Ao longo da última década, contrariamente à cantilena neoliberal, a Argentina pôde realizar uma importante redução no nível de desigualdade e, simultaneamente, apresentar altas taxas de crescimento econômico. Isso foi possível já que o estímulo à demanda a partir de investimento social (denominado gasto para os liberais) não apenas melhora a qualidade de vida população e garante o pleno exercício dos direitos sociais como também gera efeitos multiplicadores positivos na economia. O Estado, ao aumentar o acesso disponível estimula a demanda e o consumo – o que se converte em maiores vendas das indústrias incrementando o emprego, fortalecendo o desenvolvimento industrial e o mercado interno e externo.

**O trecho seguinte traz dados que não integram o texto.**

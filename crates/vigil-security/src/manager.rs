//! The security manager.
//!
//! Owns live authentication tokens, the entity cache, the registered
//! securable components, the rule sets and the hashing configurations.
//! Requests are posted onto a worker pool and resolve through
//! [`PendingResult`] futures.
//!
//! Lock layout: one primary lock serializes authentication,
//! authorization and cache mutation; name and password rules have their
//! own locks, only ever taken while the primary lock is held (or alone
//! for the rule-management API). Key generation validates the posting
//! source under the primary lock, releases it, and does the CPU-bound
//! work unlocked.

use crate::cache::EntityCache;
use crate::config::{PasswordHashingConfig, SecurityConfig};
use crate::delay::{delay_remaining, FailedAuthDelay};
use crate::requests::{
    AuthorizationRequest, DerivedKeyRequest, DeviceAuthenticationRequest, KeyExchangeRequest,
    SymmetricKeyRequest, UserAuthenticationRequest,
};
use crate::rules::{validate_name, validate_password, NameRule, PasswordRule};
use chrono::{DateTime, Utc};
use indexmap::IndexMap;
use parking_lot::Mutex;
use std::collections::{HashMap, VecDeque};
use std::sync::atomic::{AtomicU64, Ordering};
use std::sync::Arc;
use vigil_core::{
    AccessLevel, AuthenticationToken, AuthorizationToken, ComponentKind, DeviceId, DeviceRecord,
    DeviceStore, RuleId, Seconds, Securable, SecurityError, TaskPool, TokenId, UserId,
    UserRecord, UserStore,
};
use vigil_core::Result;
use vigil_crypto::{
    build_password_blob, random_salt, verify_password_blob, HashAlgorithm, KeyGenerator,
    SymmetricMaterial,
};
use vigil_instructions::{InstructionDispatcher, PendingResult, Responder};

/// Request counters since construction.
#[derive(Debug, Clone, Copy, PartialEq, Eq)]
pub struct RequestStats {
    /// Requests accepted for processing.
    pub total: u64,
    /// Requests that completed successfully.
    pub successful: u64,
}

struct AuthState {
    components: HashMap<ComponentKind, Arc<dyn Securable>>,
    cache: EntityCache,
    tokens: HashMap<UserId, VecDeque<AuthenticationToken>>,
    last_authentication_token_id: u64,
    last_authorization_token_id: u64,
}

struct NameRuleState {
    last_id: u32,
    user: IndexMap<RuleId, NameRule>,
    device: IndexMap<RuleId, NameRule>,
}

struct PasswordRuleState {
    last_id: u32,
    user: IndexMap<RuleId, PasswordRule>,
    device: IndexMap<RuleId, PasswordRule>,
    current: PasswordHashingConfig,
    previous: Option<PasswordHashingConfig>,
}

struct SecurityInner {
    pool: TaskPool,
    users: Arc<dyn UserStore>,
    devices: Arc<dyn DeviceStore>,
    dispatcher: Arc<InstructionDispatcher>,
    key_generator: KeyGenerator,
    auth: Mutex<AuthState>,
    names: Mutex<NameRuleState>,
    passwords: Mutex<PasswordRuleState>,
    user_delay: FailedAuthDelay,
    device_delay: FailedAuthDelay,
    authentication_token_signature_size: usize,
    authorization_token_signature_size: usize,
    authentication_token_validity: Seconds,
    total_requests: AtomicU64,
    successful_requests: AtomicU64,
}

/// Handle to the security manager; clones share one instance.
#[derive(Clone)]
pub struct SecurityManager {
    inner: Arc<SecurityInner>,
}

Distante dos cantos de sereia neoliberais, ao longo da última década consolidou-se o modelo de crescimento com inclusão social, onde não há tensão entre a esfera da produção e a de distribuição, mas que, por meio de políticas públicas ativas, se consegue articular uma estrutura social mais homogênea com um maior nível de crescimento em busca de objetivos de desenvolvimento econômico e social.

O processo de reindustrialização: Recuperando a matriz produtiva

A recuperação da matriz industrial (destruída depois de 30 anos de políticas neoliberais), junto com a reativação das economias regionais, é reflexo da importância que obtém, dentro do projeto kirchnerista, a indústria como motor de desenvolvimento e ferramenta fundamental para a geração de emprego. Fortalecer e desenvolver os encadeamentos produtivos que permitam um maior desenvolvimento industrial em todas as suas etapas é um objetivo permanente do projeto kirchnerista – assim como a melhoria da competitividade sistêmica das economias regionais.

A partir de 2003, o crescimento econômico foi explicado principalmente pela dinâmica da atividade industrial. Em apenas uma década o nível de atividade industrial, mensurado por meio da Estimativa Mensal da Indústria (EMI), foi incrementado em 70%. Já a utilização da capacidade instalada da indústria aumentou por volta de 8 pontos percentuais. As consequências imediatas do projeto kirchnerista foram um notável aumento na produção de bens, acompanhada por uma intensa geração de novos postos de trabalho e melhoria nos indicadores de qualidade do emprego, e a modernização e ampliação da capacidade produtiva nacional.

No que se refere ao emprego industrial, de 769.649 trabalhadores registrados no primeiro semestre de 2003, se passou para 1.287.909 no primeiro trimestre de 2013 (67% de aumento), fato que demonstra a grande capacidade de absorção de mão de obra que expandiu o setor industrial durante o renascimento da ênfase sobre os setores com maior agregação de valor.

Esse processo virtuoso de industrialização e geração de emprego possibilitou uma revitalização das negociações coletivas de trabalho. Durante a convertibilidade as mesmas exibiam um comportamento defensivo, onde os sindicatos tentaram ceder o mínimo possível frente à “flexibilização trabalhista”. Enquanto nos anos 1990 houve uma média de 178 acordos trabalhistas, em 2014 se chegou à cifra de 348 acordos que abrangem 4.300 milhões de trabalhadores.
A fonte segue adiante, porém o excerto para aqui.